**EXERCISE DIRECTIONS**
Which lines of the records below contain the word "blob"? Show each one.
━━━━━ EXERCISE MATERIALS ━━━━━
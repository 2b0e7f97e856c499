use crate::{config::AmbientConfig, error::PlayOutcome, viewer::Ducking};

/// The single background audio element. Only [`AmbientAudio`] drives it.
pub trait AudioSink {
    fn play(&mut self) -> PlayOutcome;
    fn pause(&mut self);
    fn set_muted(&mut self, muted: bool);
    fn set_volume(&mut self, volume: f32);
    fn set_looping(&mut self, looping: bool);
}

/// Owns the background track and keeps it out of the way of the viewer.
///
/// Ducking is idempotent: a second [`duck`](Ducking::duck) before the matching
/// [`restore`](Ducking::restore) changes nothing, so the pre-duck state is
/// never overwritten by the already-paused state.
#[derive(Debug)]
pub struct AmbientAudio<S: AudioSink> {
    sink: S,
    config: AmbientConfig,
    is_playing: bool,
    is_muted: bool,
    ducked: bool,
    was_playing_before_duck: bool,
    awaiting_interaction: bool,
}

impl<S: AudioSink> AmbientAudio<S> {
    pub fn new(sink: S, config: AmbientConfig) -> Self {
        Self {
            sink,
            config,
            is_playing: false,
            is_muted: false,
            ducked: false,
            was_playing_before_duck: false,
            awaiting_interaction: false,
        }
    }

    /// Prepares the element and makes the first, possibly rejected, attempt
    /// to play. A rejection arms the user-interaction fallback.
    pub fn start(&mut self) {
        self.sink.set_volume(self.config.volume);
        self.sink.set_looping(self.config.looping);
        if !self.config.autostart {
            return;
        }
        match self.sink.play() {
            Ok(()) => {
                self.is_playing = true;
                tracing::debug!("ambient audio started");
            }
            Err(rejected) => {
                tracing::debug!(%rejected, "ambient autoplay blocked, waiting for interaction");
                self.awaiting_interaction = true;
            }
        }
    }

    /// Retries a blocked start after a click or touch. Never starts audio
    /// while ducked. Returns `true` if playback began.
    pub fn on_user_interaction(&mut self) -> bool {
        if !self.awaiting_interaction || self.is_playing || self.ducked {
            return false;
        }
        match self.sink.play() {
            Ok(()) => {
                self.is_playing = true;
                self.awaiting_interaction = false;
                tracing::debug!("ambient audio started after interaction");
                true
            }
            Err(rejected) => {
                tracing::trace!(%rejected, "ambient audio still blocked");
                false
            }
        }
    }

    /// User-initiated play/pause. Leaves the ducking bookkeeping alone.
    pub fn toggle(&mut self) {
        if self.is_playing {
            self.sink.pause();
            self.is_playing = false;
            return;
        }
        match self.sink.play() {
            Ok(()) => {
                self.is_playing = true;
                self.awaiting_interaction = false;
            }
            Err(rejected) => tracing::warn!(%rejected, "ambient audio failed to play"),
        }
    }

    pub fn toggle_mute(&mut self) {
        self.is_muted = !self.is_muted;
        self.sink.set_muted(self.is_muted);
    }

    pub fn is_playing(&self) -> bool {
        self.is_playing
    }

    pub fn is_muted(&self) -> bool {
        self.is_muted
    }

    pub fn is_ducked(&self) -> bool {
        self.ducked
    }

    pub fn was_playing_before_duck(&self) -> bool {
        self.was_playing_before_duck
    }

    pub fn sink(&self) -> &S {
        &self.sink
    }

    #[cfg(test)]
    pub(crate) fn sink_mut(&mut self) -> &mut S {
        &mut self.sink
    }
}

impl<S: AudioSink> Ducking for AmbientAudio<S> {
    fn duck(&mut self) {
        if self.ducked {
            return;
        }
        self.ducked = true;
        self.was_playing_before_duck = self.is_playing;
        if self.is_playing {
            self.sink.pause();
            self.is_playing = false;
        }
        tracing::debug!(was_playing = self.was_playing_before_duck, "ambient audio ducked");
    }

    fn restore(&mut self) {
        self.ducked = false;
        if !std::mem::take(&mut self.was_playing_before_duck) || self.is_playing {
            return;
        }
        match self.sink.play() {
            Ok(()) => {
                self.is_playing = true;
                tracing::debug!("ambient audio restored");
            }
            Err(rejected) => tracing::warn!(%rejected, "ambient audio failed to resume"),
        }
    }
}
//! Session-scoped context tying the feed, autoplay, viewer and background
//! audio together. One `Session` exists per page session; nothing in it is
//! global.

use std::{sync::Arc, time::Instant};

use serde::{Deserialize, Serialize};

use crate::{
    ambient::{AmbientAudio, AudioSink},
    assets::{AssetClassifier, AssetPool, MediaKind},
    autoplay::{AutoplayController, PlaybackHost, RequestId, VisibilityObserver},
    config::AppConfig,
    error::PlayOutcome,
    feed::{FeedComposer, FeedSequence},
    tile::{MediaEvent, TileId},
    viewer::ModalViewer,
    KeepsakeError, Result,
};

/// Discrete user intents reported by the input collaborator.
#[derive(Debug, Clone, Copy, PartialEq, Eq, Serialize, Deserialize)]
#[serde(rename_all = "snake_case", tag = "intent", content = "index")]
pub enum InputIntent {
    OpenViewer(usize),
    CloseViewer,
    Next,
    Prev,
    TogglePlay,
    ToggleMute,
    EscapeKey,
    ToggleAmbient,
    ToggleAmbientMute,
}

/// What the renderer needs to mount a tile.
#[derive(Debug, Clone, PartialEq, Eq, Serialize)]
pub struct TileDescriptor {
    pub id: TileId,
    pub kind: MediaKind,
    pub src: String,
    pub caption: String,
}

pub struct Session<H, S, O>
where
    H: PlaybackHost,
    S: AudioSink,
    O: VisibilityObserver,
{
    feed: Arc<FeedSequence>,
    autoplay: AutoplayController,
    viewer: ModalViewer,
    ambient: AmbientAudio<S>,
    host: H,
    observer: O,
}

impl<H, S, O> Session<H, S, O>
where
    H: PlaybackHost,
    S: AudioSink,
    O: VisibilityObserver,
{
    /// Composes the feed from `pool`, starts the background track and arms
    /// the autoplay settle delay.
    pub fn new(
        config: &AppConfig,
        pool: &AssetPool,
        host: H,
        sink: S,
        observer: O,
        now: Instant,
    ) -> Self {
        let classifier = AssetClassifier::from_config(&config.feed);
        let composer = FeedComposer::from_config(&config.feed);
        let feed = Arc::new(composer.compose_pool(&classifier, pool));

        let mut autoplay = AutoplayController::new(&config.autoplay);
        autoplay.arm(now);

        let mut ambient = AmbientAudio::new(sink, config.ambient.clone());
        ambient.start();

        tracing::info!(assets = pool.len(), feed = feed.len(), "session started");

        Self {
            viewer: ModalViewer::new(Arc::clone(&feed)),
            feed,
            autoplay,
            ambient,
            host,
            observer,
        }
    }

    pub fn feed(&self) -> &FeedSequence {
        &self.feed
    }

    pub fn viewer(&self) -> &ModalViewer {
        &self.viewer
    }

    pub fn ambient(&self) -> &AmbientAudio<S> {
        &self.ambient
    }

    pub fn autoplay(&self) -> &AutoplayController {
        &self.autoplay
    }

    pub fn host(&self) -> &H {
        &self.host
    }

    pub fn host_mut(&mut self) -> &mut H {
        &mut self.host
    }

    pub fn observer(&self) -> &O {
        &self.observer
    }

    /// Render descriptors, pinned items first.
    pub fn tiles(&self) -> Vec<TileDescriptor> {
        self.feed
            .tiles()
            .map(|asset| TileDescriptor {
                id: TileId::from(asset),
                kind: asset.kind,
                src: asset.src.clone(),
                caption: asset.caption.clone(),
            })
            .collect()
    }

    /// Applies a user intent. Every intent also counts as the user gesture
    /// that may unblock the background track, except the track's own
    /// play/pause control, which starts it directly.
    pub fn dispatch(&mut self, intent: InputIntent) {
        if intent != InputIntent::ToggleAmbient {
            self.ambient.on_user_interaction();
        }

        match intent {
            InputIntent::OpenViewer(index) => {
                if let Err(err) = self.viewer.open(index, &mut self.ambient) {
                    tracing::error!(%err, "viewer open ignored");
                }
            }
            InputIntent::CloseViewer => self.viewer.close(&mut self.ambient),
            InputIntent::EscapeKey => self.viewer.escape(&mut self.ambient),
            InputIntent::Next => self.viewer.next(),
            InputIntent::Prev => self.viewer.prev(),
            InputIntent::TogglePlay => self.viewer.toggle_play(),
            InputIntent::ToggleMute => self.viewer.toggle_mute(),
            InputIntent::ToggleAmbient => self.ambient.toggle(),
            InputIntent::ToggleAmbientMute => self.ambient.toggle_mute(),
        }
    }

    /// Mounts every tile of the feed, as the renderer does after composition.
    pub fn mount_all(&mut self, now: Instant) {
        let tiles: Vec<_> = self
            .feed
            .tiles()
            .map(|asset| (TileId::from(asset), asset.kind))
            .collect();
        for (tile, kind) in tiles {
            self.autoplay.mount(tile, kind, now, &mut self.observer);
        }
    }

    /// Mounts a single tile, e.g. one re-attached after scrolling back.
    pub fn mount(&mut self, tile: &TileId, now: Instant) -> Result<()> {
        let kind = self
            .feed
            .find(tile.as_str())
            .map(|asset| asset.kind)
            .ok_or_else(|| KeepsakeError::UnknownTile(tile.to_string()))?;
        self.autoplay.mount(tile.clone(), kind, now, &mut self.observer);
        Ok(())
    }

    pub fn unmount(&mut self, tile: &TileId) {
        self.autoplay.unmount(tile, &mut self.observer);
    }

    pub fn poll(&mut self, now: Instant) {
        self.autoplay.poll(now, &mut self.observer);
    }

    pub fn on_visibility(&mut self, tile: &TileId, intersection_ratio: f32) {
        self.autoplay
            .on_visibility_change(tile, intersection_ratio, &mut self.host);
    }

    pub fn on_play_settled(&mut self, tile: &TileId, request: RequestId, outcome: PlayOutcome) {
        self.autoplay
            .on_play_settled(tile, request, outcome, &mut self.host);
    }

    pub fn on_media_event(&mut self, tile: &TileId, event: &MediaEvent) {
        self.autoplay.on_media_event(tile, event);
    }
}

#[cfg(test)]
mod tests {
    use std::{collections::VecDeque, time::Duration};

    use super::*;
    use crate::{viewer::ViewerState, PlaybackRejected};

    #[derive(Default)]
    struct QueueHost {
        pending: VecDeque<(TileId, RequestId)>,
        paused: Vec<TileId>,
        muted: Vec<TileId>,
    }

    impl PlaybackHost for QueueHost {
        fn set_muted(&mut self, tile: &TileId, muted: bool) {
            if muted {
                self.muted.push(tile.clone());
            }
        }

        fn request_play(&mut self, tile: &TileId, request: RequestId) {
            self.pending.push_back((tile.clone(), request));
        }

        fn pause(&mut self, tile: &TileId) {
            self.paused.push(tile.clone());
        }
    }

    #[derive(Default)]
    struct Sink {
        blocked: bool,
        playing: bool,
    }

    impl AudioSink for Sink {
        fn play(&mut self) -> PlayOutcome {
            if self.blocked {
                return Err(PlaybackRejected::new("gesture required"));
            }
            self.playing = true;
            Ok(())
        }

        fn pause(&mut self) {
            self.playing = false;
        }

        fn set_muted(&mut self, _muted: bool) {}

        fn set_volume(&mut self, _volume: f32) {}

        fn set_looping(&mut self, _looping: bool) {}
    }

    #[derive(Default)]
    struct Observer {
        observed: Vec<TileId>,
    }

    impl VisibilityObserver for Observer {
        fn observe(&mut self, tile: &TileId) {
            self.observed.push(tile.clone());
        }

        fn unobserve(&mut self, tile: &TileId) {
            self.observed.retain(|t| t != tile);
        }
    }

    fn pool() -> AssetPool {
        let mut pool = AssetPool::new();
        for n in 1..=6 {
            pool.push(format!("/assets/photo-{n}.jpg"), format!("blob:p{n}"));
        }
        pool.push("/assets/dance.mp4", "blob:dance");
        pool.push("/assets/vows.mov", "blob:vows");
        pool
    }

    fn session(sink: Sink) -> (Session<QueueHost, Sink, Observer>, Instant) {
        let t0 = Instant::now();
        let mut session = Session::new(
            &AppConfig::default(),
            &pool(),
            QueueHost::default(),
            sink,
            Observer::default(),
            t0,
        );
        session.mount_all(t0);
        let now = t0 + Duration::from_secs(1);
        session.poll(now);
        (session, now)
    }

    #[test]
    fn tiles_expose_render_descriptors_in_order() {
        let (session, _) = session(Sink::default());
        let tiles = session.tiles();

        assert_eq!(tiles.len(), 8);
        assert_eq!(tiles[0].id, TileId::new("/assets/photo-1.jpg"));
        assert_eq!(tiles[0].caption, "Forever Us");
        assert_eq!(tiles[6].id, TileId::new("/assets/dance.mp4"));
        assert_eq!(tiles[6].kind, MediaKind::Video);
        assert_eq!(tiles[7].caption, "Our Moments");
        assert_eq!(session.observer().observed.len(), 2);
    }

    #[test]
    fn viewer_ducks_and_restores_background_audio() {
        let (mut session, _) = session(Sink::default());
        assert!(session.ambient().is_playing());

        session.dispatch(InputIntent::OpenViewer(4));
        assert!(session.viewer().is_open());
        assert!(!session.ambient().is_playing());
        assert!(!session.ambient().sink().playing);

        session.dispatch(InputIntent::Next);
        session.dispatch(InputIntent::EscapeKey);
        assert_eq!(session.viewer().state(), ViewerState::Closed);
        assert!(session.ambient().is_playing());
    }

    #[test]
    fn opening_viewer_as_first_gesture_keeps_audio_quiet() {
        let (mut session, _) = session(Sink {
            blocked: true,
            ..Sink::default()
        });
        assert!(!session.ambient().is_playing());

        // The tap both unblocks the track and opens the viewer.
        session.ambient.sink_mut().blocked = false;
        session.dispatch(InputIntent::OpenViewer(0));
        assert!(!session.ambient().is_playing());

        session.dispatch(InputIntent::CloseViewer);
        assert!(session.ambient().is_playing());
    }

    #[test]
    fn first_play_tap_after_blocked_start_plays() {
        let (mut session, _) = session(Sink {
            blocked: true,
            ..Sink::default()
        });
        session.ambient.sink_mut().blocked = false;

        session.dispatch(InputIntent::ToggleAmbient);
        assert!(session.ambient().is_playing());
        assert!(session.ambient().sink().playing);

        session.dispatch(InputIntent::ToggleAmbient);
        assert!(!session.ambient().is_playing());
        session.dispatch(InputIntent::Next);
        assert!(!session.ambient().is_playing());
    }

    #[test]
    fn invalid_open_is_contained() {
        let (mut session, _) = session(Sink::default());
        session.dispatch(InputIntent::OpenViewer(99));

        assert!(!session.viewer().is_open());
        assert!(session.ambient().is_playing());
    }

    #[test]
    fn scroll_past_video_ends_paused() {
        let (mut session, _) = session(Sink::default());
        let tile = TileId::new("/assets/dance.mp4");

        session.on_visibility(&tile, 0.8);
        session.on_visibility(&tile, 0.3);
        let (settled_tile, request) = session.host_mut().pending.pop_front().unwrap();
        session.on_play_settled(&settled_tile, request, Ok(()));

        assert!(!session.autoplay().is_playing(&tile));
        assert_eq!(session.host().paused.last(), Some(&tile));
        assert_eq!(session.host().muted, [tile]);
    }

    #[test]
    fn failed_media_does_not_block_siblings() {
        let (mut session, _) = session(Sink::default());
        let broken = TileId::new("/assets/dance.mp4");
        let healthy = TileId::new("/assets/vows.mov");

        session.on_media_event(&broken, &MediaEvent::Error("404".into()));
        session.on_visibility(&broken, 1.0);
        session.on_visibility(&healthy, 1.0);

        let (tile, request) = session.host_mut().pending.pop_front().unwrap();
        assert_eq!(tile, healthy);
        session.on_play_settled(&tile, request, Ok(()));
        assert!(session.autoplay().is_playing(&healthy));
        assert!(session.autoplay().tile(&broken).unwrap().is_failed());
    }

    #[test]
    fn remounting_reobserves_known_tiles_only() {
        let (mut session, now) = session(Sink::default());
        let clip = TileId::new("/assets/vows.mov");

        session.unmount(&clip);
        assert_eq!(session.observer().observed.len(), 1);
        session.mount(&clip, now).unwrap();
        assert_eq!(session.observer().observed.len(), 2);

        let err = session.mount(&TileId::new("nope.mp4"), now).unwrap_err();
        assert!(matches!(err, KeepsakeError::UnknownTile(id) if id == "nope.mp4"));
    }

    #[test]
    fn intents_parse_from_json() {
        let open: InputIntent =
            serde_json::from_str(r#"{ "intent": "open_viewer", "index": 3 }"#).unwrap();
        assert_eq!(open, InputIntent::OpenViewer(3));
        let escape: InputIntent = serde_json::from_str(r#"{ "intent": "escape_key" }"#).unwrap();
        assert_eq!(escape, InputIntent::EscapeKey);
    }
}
━━━━━
**ANSWER TO THIS TASK**
            pool.push(format!("/assets/photo-{n}.jpg"), format!("blob:p{n}"));
        pool.push("/assets/dance.mp4", "blob:dance");
        pool.push("/assets/vows.mov", "blob:vows");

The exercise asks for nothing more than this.